- _Exercise description_
Repeat exactly the lines below that lie between the line with "fn set_shade_model(&mut self, model: ShadeModel);" and the line with "BlendFactor, dst: BlendFactor);", counting both of those lines as part of the answer.

------------------------------------------------

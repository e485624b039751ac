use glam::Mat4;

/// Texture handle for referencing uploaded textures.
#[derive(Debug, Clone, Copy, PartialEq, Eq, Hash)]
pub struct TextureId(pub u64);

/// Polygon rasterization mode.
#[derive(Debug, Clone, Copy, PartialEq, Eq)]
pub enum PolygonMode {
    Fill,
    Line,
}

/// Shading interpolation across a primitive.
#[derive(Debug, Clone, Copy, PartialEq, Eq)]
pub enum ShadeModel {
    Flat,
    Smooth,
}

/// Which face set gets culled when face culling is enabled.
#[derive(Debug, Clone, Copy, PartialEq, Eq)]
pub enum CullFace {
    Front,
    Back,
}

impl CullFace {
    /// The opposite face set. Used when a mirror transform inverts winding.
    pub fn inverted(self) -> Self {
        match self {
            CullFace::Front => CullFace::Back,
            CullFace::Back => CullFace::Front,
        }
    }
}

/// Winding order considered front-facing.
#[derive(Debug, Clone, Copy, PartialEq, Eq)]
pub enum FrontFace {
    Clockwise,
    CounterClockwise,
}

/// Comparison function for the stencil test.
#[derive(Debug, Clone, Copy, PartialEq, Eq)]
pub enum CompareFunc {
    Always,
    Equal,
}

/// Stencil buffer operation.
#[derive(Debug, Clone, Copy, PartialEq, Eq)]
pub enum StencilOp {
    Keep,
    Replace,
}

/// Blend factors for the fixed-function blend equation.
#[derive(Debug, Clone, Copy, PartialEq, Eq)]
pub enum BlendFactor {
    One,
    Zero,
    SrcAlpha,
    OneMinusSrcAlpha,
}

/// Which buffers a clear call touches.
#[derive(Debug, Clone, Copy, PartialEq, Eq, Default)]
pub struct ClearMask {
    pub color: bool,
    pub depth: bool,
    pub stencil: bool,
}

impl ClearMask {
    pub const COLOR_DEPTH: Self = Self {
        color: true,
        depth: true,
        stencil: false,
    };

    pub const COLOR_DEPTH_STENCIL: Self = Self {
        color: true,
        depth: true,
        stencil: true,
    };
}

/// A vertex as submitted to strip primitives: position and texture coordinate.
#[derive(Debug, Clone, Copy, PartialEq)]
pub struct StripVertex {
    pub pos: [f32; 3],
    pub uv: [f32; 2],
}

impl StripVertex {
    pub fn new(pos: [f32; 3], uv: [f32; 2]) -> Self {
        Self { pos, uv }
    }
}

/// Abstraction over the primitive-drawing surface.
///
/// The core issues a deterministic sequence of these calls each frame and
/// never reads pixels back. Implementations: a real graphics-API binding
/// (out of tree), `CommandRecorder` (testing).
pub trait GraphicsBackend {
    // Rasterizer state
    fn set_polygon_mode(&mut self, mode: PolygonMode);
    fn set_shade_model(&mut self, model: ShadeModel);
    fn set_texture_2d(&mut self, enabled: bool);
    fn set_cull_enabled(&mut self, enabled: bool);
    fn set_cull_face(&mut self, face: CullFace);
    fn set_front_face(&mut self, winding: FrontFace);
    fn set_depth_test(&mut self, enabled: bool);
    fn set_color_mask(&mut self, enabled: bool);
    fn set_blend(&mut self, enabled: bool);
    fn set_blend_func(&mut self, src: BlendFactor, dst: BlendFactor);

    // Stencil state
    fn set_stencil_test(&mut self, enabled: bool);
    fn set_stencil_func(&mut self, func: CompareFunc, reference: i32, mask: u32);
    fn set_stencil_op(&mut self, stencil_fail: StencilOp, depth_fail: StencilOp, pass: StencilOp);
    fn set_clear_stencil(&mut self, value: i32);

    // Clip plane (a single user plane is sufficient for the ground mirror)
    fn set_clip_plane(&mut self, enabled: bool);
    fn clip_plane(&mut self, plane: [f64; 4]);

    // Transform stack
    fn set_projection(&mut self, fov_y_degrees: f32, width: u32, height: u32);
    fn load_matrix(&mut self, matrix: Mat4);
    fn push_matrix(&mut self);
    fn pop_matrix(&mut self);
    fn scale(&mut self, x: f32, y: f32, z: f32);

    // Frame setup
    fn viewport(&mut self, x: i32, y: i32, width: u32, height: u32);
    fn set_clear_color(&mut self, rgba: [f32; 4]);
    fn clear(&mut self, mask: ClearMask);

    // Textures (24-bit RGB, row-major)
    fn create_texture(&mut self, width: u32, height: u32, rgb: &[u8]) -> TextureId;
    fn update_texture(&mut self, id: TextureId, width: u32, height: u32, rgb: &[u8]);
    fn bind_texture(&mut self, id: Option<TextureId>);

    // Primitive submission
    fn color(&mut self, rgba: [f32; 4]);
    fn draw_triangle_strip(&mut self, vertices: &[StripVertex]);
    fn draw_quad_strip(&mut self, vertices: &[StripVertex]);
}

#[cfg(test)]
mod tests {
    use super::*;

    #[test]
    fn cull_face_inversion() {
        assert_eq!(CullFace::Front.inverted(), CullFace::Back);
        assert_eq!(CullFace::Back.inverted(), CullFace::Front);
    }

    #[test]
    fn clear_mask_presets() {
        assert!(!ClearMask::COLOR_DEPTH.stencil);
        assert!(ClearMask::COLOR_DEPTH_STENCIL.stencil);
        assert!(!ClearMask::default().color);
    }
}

------------------------------------------------

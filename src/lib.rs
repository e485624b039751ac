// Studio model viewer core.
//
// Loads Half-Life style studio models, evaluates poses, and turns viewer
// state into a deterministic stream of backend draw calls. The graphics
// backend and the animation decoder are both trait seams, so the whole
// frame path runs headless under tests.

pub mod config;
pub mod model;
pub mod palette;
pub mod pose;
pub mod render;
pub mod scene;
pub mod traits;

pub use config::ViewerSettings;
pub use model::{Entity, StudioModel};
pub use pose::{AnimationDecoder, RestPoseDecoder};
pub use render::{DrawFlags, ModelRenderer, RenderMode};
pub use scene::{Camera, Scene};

------------------------------------------------

- _Task result_
    fn set_shade_model(&mut self, model: ShadeModel);
    fn set_texture_2d(&mut self, enabled: bool);
    fn set_cull_enabled(&mut self, enabled: bool);
    fn set_cull_face(&mut self, face: CullFace);
    fn set_front_face(&mut self, winding: FrontFace);
    fn set_depth_test(&mut self, enabled: bool);
    fn set_color_mask(&mut self, enabled: bool);
    fn set_blend(&mut self, enabled: bool);
    fn set_blend_func(&mut self, src: BlendFactor, dst: BlendFactor);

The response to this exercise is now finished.